Last Sunday Paris conducted an unusual experiment. Cars were banned from almost the whole city, an area of 40 square miles. For one day, its streets belonged to the pedestrians and the cyclists.

Paris has run its ‘journée sans voitures’ before, but only on certain streets.  This is the first time the whole city has been closed to cars, with exceptions for taxis, emergency vehicles, and inner-city car owners who couldn’t get out otherwise.

There’s been a build-up to this. The first car-free events were held a couple of years ago, with campaigners helping to organise them and the festival atmosphere around it. When they proved successful, they were extended to incorporate more of the city. The Champs Elysées began closing to traffic on the first Sunday of every month, making it a regular event and one of the best times to see the city. Pedestrianisation schemes have opened up new walking routes. And now this, a city-wide break from the traffic to mark World Car Free Day.
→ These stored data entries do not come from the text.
//! Lengths, dimensions and box styles exchanged with the host.

use super::error::PolicyError;
use std::fmt;

/// A CSS-like length: absolute pixels or a percentage of a reference size.
#[derive(Debug, Clone, Copy, PartialEq)]
pub enum Length {
    /// Absolute pixels.
    Px(f64),
    /// Percentage of the reference size the host resolves against.
    Percent(f64),
}

impl Length {
    /// Parse `<n>px` or `<n>%`.
    ///
    /// # Errors
    ///
    /// Returns [`PolicyError::InvalidLength`] for any other shape.
    pub fn parse(input: &str) -> Result<Self, PolicyError> {
        let trimmed = input.trim();
        let invalid = || PolicyError::InvalidLength {
            input: input.to_string(),
        };

        let (number, ctor): (&str, fn(f64) -> Length) =
            if let Some(n) = trimmed.strip_suffix("px") {
                (n, Length::Px)
            } else if let Some(n) = trimmed.strip_suffix('%') {
                (n, Length::Percent)
            } else {
                return Err(invalid());
            };

        let value: f64 = number.trim().parse().map_err(|_| invalid())?;
        if !value.is_finite() {
            return Err(invalid());
        }
        Ok(ctor(value))
    }

    /// Resolve to pixels against a reference size.
    pub fn resolve(&self, reference: f64) -> f64 {
        match *self {
            Length::Px(px) => px,
            Length::Percent(pct) => reference * pct / 100.0,
        }
    }
}

impl fmt::Display for Length {
    fn fmt(&self, f: &mut fmt::Formatter<'_>) -> fmt::Result {
        match self {
            Length::Px(px) => write!(f, "{px}px"),
            Length::Percent(pct) => write!(f, "{pct}%"),
        }
    }
}

/// One axis of a cell's cached size.
///
/// `Auto` is a distinct sentinel and is never conflated with `Px(0)`.
#[derive(Debug, Clone, Copy, PartialEq, Eq, Hash, Default)]
pub enum Dimension {
    /// Let the host size this axis.
    #[default]
    Auto,
    /// Pinned to a whole number of pixels.
    Px(u32),
}

impl Dimension {
    /// Pixel value if pinned.
    pub fn px(&self) -> Option<u32> {
        match *self {
            Dimension::Auto => None,
            Dimension::Px(px) => Some(px),
        }
    }

    /// Whether this axis is still `Auto`.
    pub fn is_auto(&self) -> bool {
        matches!(self, Dimension::Auto)
    }
}

impl fmt::Display for Dimension {
    fn fmt(&self, f: &mut fmt::Formatter<'_>) -> fmt::Result {
        match self {
            Dimension::Auto => write!(f, "auto"),
            Dimension::Px(px) => write!(f, "{px}px"),
        }
    }
}

/// Rendered size of a committed box, in (possibly fractional) pixels.
#[derive(Debug, Clone, Copy, PartialEq, Default)]
pub struct BoxSize {
    /// Width in pixels.
    pub width: f64,
    /// Height in pixels.
    pub height: f64,
}

impl BoxSize {
    /// Zero-area size.
    pub const ZERO: Self = Self {
        width: 0.0,
        height: 0.0,
    };

    /// Create a new size.
    pub fn new(width: f64, height: f64) -> Self {
        Self { width, height }
    }
}

/// Size cached by a deferred cell for placeholder rendering.
///
/// Starts as `auto × auto`. Once pinned, an axis is only ever replaced by a
/// newer measurement and never cleared back to `Auto`.
#[derive(Debug, Clone, Copy, PartialEq, Eq, Default)]
pub struct CellDimensions {
    width: Dimension,
    height: Dimension,
}

impl CellDimensions {
    /// Width axis.
    pub fn width(&self) -> Dimension {
        self.width
    }

    /// Height axis.
    pub fn height(&self) -> Dimension {
        self.height
    }

    /// Whether a measurement has been pinned.
    pub fn is_pinned(&self) -> bool {
        !self.height.is_auto()
    }

    /// Pin both axes to a measured box, rounding up to whole pixels.
    ///
    /// Negative and non-finite readings pin to zero.
    pub fn pin(&mut self, measured: BoxSize) {
        self.width = Dimension::Px(ceil_px(measured.width));
        self.height = Dimension::Px(ceil_px(measured.height));
    }
}

impl fmt::Display for CellDimensions {
    fn fmt(&self, f: &mut fmt::Formatter<'_>) -> fmt::Result {
        write!(f, "{}×{}", self.width, self.height)
    }
}

fn ceil_px(value: f64) -> u32 {
    if value.is_finite() && value > 0.0 {
        // `as` saturates at u32::MAX
        value.ceil() as u32
    } else {
        0
    }
}

/// Style a cell asks the host to lay its box out with.
#[derive(Debug, Clone, Copy, PartialEq)]
pub struct BoxStyle {
    /// Width constraint.
    pub width: Dimension,
    /// Height constraint.
    pub height: Dimension,
    /// Floor applied to the resolved height, if any.
    pub min_height: Option<Length>,
}

impl BoxStyle {
    /// Unconstrained box: intrinsic size is observable.
    pub const AUTO: Self = Self {
        width: Dimension::Auto,
        height: Dimension::Auto,
        min_height: None,
    };
}

#[cfg(test)]
mod tests {
    use super::*;

    #[test]
    fn length_parses_pixels_and_percent() {
        assert_eq!(Length::parse("100px").unwrap(), Length::Px(100.0));
        assert_eq!(Length::parse("10%").unwrap(), Length::Percent(10.0));
        assert_eq!(Length::parse(" 2.5px ").unwrap(), Length::Px(2.5));
    }

    #[test]
    fn length_rejects_missing_unit() {
        assert!(Length::parse("100").is_err());
        assert!(Length::parse("px").is_err());
        assert!(Length::parse("infpx").is_err());
    }

    #[test]
    fn percent_resolves_against_reference() {
        assert_eq!(Length::Percent(10.0).resolve(600.0), 60.0);
        assert_eq!(Length::Px(100.0).resolve(600.0), 100.0);
    }

    #[test]
    fn cell_dimensions_start_auto() {
        let dims = CellDimensions::default();
        assert_eq!(dims.width(), Dimension::Auto);
        assert_eq!(dims.height(), Dimension::Auto);
        assert!(!dims.is_pinned());
    }

    #[test]
    fn pin_rounds_up_to_whole_pixels() {
        let mut dims = CellDimensions::default();
        dims.pin(BoxSize::new(299.2, 119.01));
        assert_eq!(dims.width(), Dimension::Px(300));
        assert_eq!(dims.height(), Dimension::Px(120));
    }

    #[test]
    fn pin_zero_is_pinned_not_auto() {
        let mut dims = CellDimensions::default();
        dims.pin(BoxSize::ZERO);
        assert_eq!(dims.height(), Dimension::Px(0));
        assert!(dims.is_pinned());
    }

    #[test]
    fn pin_clamps_garbage_readings_to_zero() {
        let mut dims = CellDimensions::default();
        dims.pin(BoxSize::new(f64::NAN, -4.0));
        assert_eq!(dims.width(), Dimension::Px(0));
        assert_eq!(dims.height(), Dimension::Px(0));
    }

    #[test]
    fn display_formats() {
        let mut dims = CellDimensions::default();
        assert_eq!(dims.to_string(), "auto×auto");
        dims.pin(BoxSize::new(300.0, 120.0));
        assert_eq!(dims.to_string(), "300px×120px");
    }
}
For Paris’ mayor, Anne Hidalgo, this is more than a fun or symbolic event. It’s part of the strategy for dealing with the city’s traffic and pollution problems. It shows people what the city could be like – quieter, safer, cleaner and less stressful. Switching off the main source of air pollution for a day is a great way to highlight the causes and show people what they’re missing. It also makes citizens think about how they travel, and whether their car is absolutely necessary. It involves everyone in an ongoing renegotiation between the city and the car.

Car free days aren’t a new idea. They’ve been held from time to time in European cities for a couple of decades. A number of Canadian cities have hosted them, along with China, Indonesia, the Philippines and various other places. Some cities have used them to deal with fuel crises or air pollution spikes. Bolivia wins some kind of prize by having a national car free day across the whole country.

Right now though, Paris is getting all the attention. We’ll have to wait and see how successful its strategy is, and if it can inspire enough people to change the way they travel on an everyday basis. But other cities are watching, and London’s mayor Sadiq Khan is considering bringing them to London.